Compare Pearson to Mize, both are high end prospects and both have a lot of work to do. Mize has had 6 weeks of trial and error this year just making adjustments and seems to be improving. He is on a non contending team and it's a perfect scenario for him to develop. Pearson doesn't have that here and should be pitching in the minors until he is ready.
For sure. Always liked him and was disappointed it didn’t work out here.
Pearson is the second pitcher behind Mize who has had all sort of problems at the major level.
1-6 with a 5.61 ERA. 23 Ks, but 14 walks and 30 hits so far.
It's kinda like the other way around.
Non contenders keep their prospects down longer.
You think Detroit wants to waste a couple of years of control developing Mize at the big league level?
Pitchers are as likely to take steps back or get hurt.

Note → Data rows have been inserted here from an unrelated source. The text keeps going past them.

use std::{
    sync::{
        Arc,
        atomic::{AtomicBool, AtomicU32, Ordering},
    },
    time::{Duration, SystemTime},
};

use alloy_primitives::B256;
use tandem_block_builder::BlockBuilder;
use tandem_engine::mock::MockEngine;
use tandem_leadership::{Config, LeaderLease, LeaseEvent, Manager, ManagerHandle, Role};
use tandem_primitives::{ExecutionHead, LogEntry, encode_payload, unix_millis};
use tandem_replication::MemoryLog;
use tandem_retry::Policy;
use tokio::sync::mpsc;
use tokio_util::sync::CancellationToken;

/// A lease driven by the test instead of a store.
#[derive(Clone)]
pub(crate) struct ScriptedLease {
    inner: Arc<Scripted>,
}

struct Scripted {
    events: mpsc::UnboundedSender<LeaseEvent>,
    held: AtomicBool,
    grant_on_start: AtomicBool,
    starts: AtomicU32,
    resigns: AtomicU32,
}

impl ScriptedLease {
    pub(crate) fn new() -> (Self, mpsc::UnboundedReceiver<LeaseEvent>) {
        let (events, rx) = mpsc::unbounded_channel();
        let lease = Self {
            inner: Arc::new(Scripted {
                events,
                held: AtomicBool::new(false),
                grant_on_start: AtomicBool::new(false),
                starts: AtomicU32::new(0),
                resigns: AtomicU32::new(0),
            }),
        };
        (lease, rx)
    }

    pub(crate) fn promote(&self) {
        self.inner.held.store(true, Ordering::SeqCst);
        let _ = self.inner.events.send(LeaseEvent::Promoted);
    }

    pub(crate) fn demote(&self) {
        self.inner.held.store(false, Ordering::SeqCst);
        let _ = self.inner.events.send(LeaseEvent::Demoted);
    }

    /// Hand out the lease whenever the manager starts competing.
    pub(crate) fn grant_on_start(&self) {
        self.inner.grant_on_start.store(true, Ordering::SeqCst);
    }

    pub(crate) fn starts(&self) -> u32 {
        self.inner.starts.load(Ordering::SeqCst)
    }

    pub(crate) fn resigns(&self) -> u32 {
        self.inner.resigns.load(Ordering::SeqCst)
    }
}

impl LeaderLease for ScriptedLease {
    fn start(&self) {
        self.inner.starts.fetch_add(1, Ordering::SeqCst);
        if self.inner.grant_on_start.load(Ordering::SeqCst) && !self.inner.held.swap(true, Ordering::SeqCst) {
            let _ = self.inner.events.send(LeaseEvent::Promoted);
        }
    }

    async fn resign(&self) -> eyre::Result<()> {
        self.inner.resigns.fetch_add(1, Ordering::SeqCst);
        if self.inner.held.swap(false, Ordering::SeqCst) {
            let _ = self.inner.events.send(LeaseEvent::Demoted);
        }
        Ok(())
    }
}

/// A chain whose head is a little in the past, so blocks built now extend it.
pub(crate) fn genesis() -> ExecutionHead {
    ExecutionHead {
        height: 100,
        hash: B256::repeat_byte(0x42),
        time: unix_millis(SystemTime::now()) - 10_000,
    }
}

pub(crate) fn builder_config() -> tandem_block_builder::Config {
    let fast = Policy::bounded()
        .with_initial_interval(Duration::from_millis(10))
        .with_max_interval(Duration::from_millis(100))
        .without_jitter();
    tandem_block_builder::Config {
        build_delay: Duration::from_millis(1),
        empty_block_delay: Duration::from_secs(3600),
        leading: fast.clone().with_max_attempts(3),
        following: Policy {
            max_attempts: None,
            ..fast
        },
        ..Default::default()
    }
}

pub(crate) fn manager_config() -> Config {
    Config {
        state_retry: Policy::unbounded()
            .with_initial_interval(Duration::from_millis(10))
            .with_max_interval(Duration::from_millis(100))
            .without_jitter(),
        error_pause: Duration::from_millis(100),
    }
}

pub(crate) fn spawn_manager<L: LeaderLease + Clone>(
    log: &MemoryLog,
    instance_id: &str,
    engine: &MockEngine,
    lease: L,
    events: mpsc::UnboundedReceiver<LeaseEvent>,
) -> ManagerHandle<L> {
    let builder = BlockBuilder::new(
        engine.clone(),
        Arc::new(log.replication(instance_id)),
        builder_config(),
        CancellationToken::new(),
    );
    Manager::new(builder, lease, events, manager_config()).spawn()
}

/// Appends `count` blocks extending `parent` as if `sender` had led, and
/// returns the last one.
pub(crate) fn publish_chain(
    log: &MemoryLog,
    sender: &str,
    parent: ExecutionHead,
    count: u64,
) -> ExecutionHead {
    let mut head = parent;
    for _ in 0..count {
        let payload = MockEngine::payload_on(&head, head.time + 1_000);
        log.append(LogEntry::to_fields(
            &format!("0x{:016x}", head.height + 1),
            &encode_payload(&payload).unwrap(),
            sender,
            0,
        ));
        head = ExecutionHead::of_payload(&payload);
    }
    head
}

pub(crate) async fn wait_for_role<L: LeaderLease>(handle: &ManagerHandle<L>, role: Role) {
    let mut roles = handle.subscribe_role();
    tokio::time::timeout(Duration::from_secs(60), roles.wait_for(|current| *current == role))
        .await
        .unwrap_or_else(|_| panic!("never became {role}"))
        .unwrap();
}

pub(crate) async fn wait_until(what: &str, mut condition: impl FnMut() -> bool) {
    let waited = tokio::time::timeout(Duration::from_secs(60), async {
        while !condition() {
            tokio::time::sleep(Duration::from_millis(10)).await;
        }
    })
    .await;
    assert!(waited.is_ok(), "timed out waiting until {what}");
}
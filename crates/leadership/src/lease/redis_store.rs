use std::time::Duration;

use eyre::{WrapErr as _, eyre};
use redis::{Script, aio::ConnectionManager};
use tandem_telemetry_util::display_duration;

use super::LeaseStore;

/// Key of the lease shared by the whole cluster.
pub const LEASE_KEY: &str = "tandem_leader_election";

const RENEW: &str = r#"
if redis.call("GET", KEYS[1]) == ARGV[1] then
    return redis.call("PEXPIRE", KEYS[1], ARGV[2])
end
return 0
"#;

const RELEASE: &str = r#"
if redis.call("GET", KEYS[1]) == ARGV[1] then
    return redis.call("DEL", KEYS[1])
end
return 0
"#;

/// The lease as a Redis key holding the holder's id, with a TTL.
pub struct RedisLeaseStore {
    connection: ConnectionManager,
    key: String,
    response_timeout: Duration,
    renew: Script,
    release: Script,
}

impl RedisLeaseStore {
    pub fn new(connection: ConnectionManager, response_timeout: Duration) -> Self {
        Self::with_key(connection, LEASE_KEY, response_timeout)
    }

    pub fn with_key(
        connection: ConnectionManager,
        key: impl Into<String>,
        response_timeout: Duration,
    ) -> Self {
        Self {
            connection,
            key: key.into(),
            response_timeout,
            renew: Script::new(RENEW),
            release: Script::new(RELEASE),
        }
    }

    async fn bounded<T>(
        &self,
        request: impl Future<Output = redis::RedisResult<T>>,
    ) -> eyre::Result<T> {
        match tokio::time::timeout(self.response_timeout, request).await {
            Ok(result) => Ok(result?),
            Err(_) => Err(eyre!(
                "redis did not answer within {}",
                display_duration(self.response_timeout)
            )),
        }
    }
}

fn millis(ttl: Duration) -> u64 {
    u64::try_from(ttl.as_millis().max(1)).unwrap_or(u64::MAX)
}

impl LeaseStore for RedisLeaseStore {
    async fn try_acquire(&self, holder: &str, ttl: Duration) -> eyre::Result<bool> {
        let mut connection = self.connection.clone();
        let mut set = redis::cmd("SET");
        set.arg(&self.key)
            .arg(holder)
            .arg("NX")
            .arg("PX")
            .arg(millis(ttl));
        let reply: Option<String> = self
            .bounded(set.query_async(&mut connection))
            .await
            .wrap_err("failed acquiring leadership lease")?;
        Ok(reply.is_some())
    }

    async fn renew(&self, holder: &str, ttl: Duration) -> eyre::Result<bool> {
        let mut connection = self.connection.clone();
        let mut invocation = self.renew.key(&self.key);
        invocation.arg(holder).arg(millis(ttl));
        let renewed: i64 = self
            .bounded(invocation.invoke_async(&mut connection))
            .await
            .wrap_err("failed renewing leadership lease")?;
        Ok(renewed == 1)
    }

    async fn release(&self, holder: &str) -> eyre::Result<bool> {
        let mut connection = self.connection.clone();
        let mut invocation = self.release.key(&self.key);
        invocation.arg(holder);
        let released: i64 = self
            .bounded(invocation.invoke_async(&mut connection))
            .await
            .wrap_err("failed releasing leadership lease")?;
        Ok(released == 1)
    }
}
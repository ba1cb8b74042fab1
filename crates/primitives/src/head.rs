use alloy_primitives::B256;
use alloy_rpc_types_engine::ExecutionPayloadV3;

/// The tip of the local execution chain as last observed by the block builder.
#[derive(Clone, Copy, Debug, PartialEq, Eq)]
pub struct ExecutionHead {
    pub height: u64,
    pub hash: B256,
    /// Block timestamp in milliseconds.
    pub time: u64,
}

impl ExecutionHead {
    /// The head the chain moves to once `payload` is canonical.
    pub fn of_payload(payload: &ExecutionPayloadV3) -> Self {
        let block = &payload.payload_inner.payload_inner;
        Self {
            height: block.block_number,
            hash: block.block_hash,
            time: block.timestamp,
        }
    }
}

impl std::fmt::Display for ExecutionHead {
    fn fmt(&self, f: &mut std::fmt::Formatter<'_>) -> std::fmt::Result {
        write!(f, "#{} ({})", self.height, self.hash)
    }
}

Verlander is maybe a better comparison for Pearson.
0-2 with a 7.15 ERA the first year.
First start next year, 7 shutout innings, then 7 earned runs and couldn't get out of the 3rd inning the second time.
Had some ups and down but ended up with a 3.63 ERA for the year.
That defunct stock certificate might be worth more now than it was then! My initial query was even more about Goliat’s manager in 1959 than about Mike himself. That would be the geezer-in-chief, Burleigh Grimes; the last of the legal spit-ballers, grand-fathered in, so to speak.